**Task objective:** Within the records below, find each line that holds the string "ItemsCatalog", then copy it.

=======

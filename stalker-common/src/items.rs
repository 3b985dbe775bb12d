//! Item gold valuations, read from the per-version static bundle.

use serde_json::Value;

/// Items the static data no longer describes but old timelines still
/// reference, with the gold value they had. Item 1018 was removed from the
/// catalogue while worth 2200.
const PHANTOM_ITEM_GOLD: &[(i64, i64)] = &[(1018, 2200)];

/// The item catalogue of one game version.
pub struct ItemsCatalog {
    data: Value,
}

impl ItemsCatalog {
    pub fn from_json(items_json: &str) -> Result<Self, serde_json::Error> {
        Ok(Self {
            data: serde_json::from_str(items_json)?,
        })
    }

    /// Total gold value of an item. Item 0 is the empty slot.
    pub fn gold_value(&self, item_id: i64) -> i64 {
        if item_id == 0 {
            return 0;
        }
        if let Some((_, gold)) = PHANTOM_ITEM_GOLD.iter().find(|(id, _)| *id == item_id) {
            return *gold;
        }
        self.data["data"][item_id.to_string()]["gold"]["total"]
            .as_i64()
            .unwrap_or(0)
    }
}

#[cfg(test)]
mod tests {
    use super::*;
    use serde_json::json;

    fn catalog() -> ItemsCatalog {
        ItemsCatalog {
            data: json!({
                "data": {
                    "1001": {"gold": {"total": 300}},
                    "3078": {"gold": {"total": 3733}},
                }
            }),
        }
    }

    #[test]
    fn known_items_resolve() {
        assert_eq!(catalog().gold_value(1001), 300);
        assert_eq!(catalog().gold_value(3078), 3733);
    }

    #[test]
    fn empty_slot_is_free() {
        assert_eq!(catalog().gold_value(0), 0);
    }

    #[test]
    fn phantom_items_use_the_override() {
        assert_eq!(catalog().gold_value(1018), 2200);
    }

    #[test]
    fn unknown_items_are_worthless() {
        assert_eq!(catalog().gold_value(999_999), 0);
    }
}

=======

**Final answer:**
pub struct ItemsCatalog {
impl ItemsCatalog {
    fn catalog() -> ItemsCatalog {
        ItemsCatalog {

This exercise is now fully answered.